著書に『生まれた時からアルデンテ』『ショートケーキは背中から』など。今年4月にはポッドキャスト番組を書籍化した『おいしくってありがとう 味な副音声の本』を発売。

もはや“朝ごはん”の域を超える。絶品朝食を独り占め

平野紗季子

彼は誰のディナーは宿泊者以外でも予約可能だが朝食は一日一組の宿泊者だけに提供される特権。夜とはまた表情の変わる朝の海を眺めながら、朝食らしからぬ豪華な品々を自分だけのものに。

朝食

昨晩のディナーの満腹感をすっかり忘れてしまうほど、朝食もまた魅力的。

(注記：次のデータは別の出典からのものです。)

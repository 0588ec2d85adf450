//! Condition compilation into the renderer expression language.
//!
//! Output is plain string formatting. Feature-attribute references are
//! emitted as `${name}` placeholders and never evaluated here.

use mapstyle_model::{Condition, Operand};
use serde_json::Value;

/// Placeholder reading `name` from the rendered feature.
#[must_use]
pub fn attribute_ref(name: &str) -> String {
    format!("${{{name}}}")
}

fn is_placeholder(text: &str) -> bool {
    text.starts_with("${") && text.ends_with('}')
}

/// Render one side of a comparison.
#[must_use]
pub fn format_operand(operand: &Operand) -> String {
    match operand {
        Operand::Field { field } => attribute_ref(field),
        Operand::Literal(Value::String(text)) if is_placeholder(text) => text.clone(),
        Operand::Literal(value) => value.to_string(),
    }
}

/// Compile `condition` to `"(operand operator value)"`.
#[must_use]
pub fn compile_condition(condition: &Condition) -> String {
    format!(
        "({} {} {})",
        format_operand(&condition.operand),
        condition.operator.as_str(),
        format_operand(&condition.value)
    )
}

/// Inclusive range test `(value >= lo && value <= hi)`.
#[must_use]
pub fn compile_range(value_expr: &str, lo: f64, hi: f64) -> String {
    format!("({value_expr} >= {lo} && {value_expr} <= {hi})")
}

/// Numeric read of `name` substituting `default` when the attribute is
/// absent, empty, or not a number.
#[must_use]
pub fn numeric_attribute(name: &str, default: f64) -> String {
    let attr = attribute_ref(name);
    format!(
        "((isNaN(Number({attr})) || {attr} === \"\" || {attr} === undefined) ? {default} : Number({attr}))"
    )
}

#[cfg(test)]
mod tests {
    use super::*;
    use mapstyle_model::Operator;

    #[test]
    fn compiles_field_against_string_literal() {
        let condition = Condition::new(
            "purpose",
            Operand::field("用途"),
            Operator::Equal,
            Operand::literal("商業施設"),
        );
        assert_eq!(compile_condition(&condition), "(${用途} === \"商業施設\")");
    }

    #[test]
    fn passes_placeholders_through_verbatim() {
        let condition = Condition::new(
            "floors",
            Operand::literal("${地上階数}"),
            Operator::GreaterOrEqual,
            Operand::literal(10),
        );
        assert_eq!(compile_condition(&condition), "(${地上階数} >= 10)");
    }

    #[test]
    fn unknown_combinations_are_not_validated() {
        let condition = Condition::new(
            "odd",
            Operand::literal(true),
            Operator::Less,
            Operand::literal(serde_json::Value::Null),
        );
        assert_eq!(compile_condition(&condition), "(true < null)");
    }

    #[test]
    fn range_and_numeric_default_forms() {
        assert_eq!(compile_range("v", 0.5, 3.0), "(v >= 0.5 && v <= 3)");
        insta::assert_snapshot!(
            numeric_attribute("rank", 1.0),
            @r#"((isNaN(Number(${rank})) || ${rank} === "" || ${rank} === undefined) ? 1 : Number(${rank}))"#
        );
    }
}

鯖、ヒラス、ケンサキイカの刺身をはじめ、壱岐牛の牛すじの肉じゃが、カマスの一夜干し、だし巻き卵、湯豆腐、ふきの佃煮など、こちらも島の素材があちこちにちりばめられる。味噌汁には、丁寧に処理された鯛のアラが。朝も夜も「島を食べ尽くす」貴重な経験がかなえられる。

壱岐産の米を贅沢に土鍋で炊いたご飯

壱岐産の米を贅沢に土鍋で炊いたご飯。大きな窓から差し込む朝の日差しに米粒が輝いてまさに眼福。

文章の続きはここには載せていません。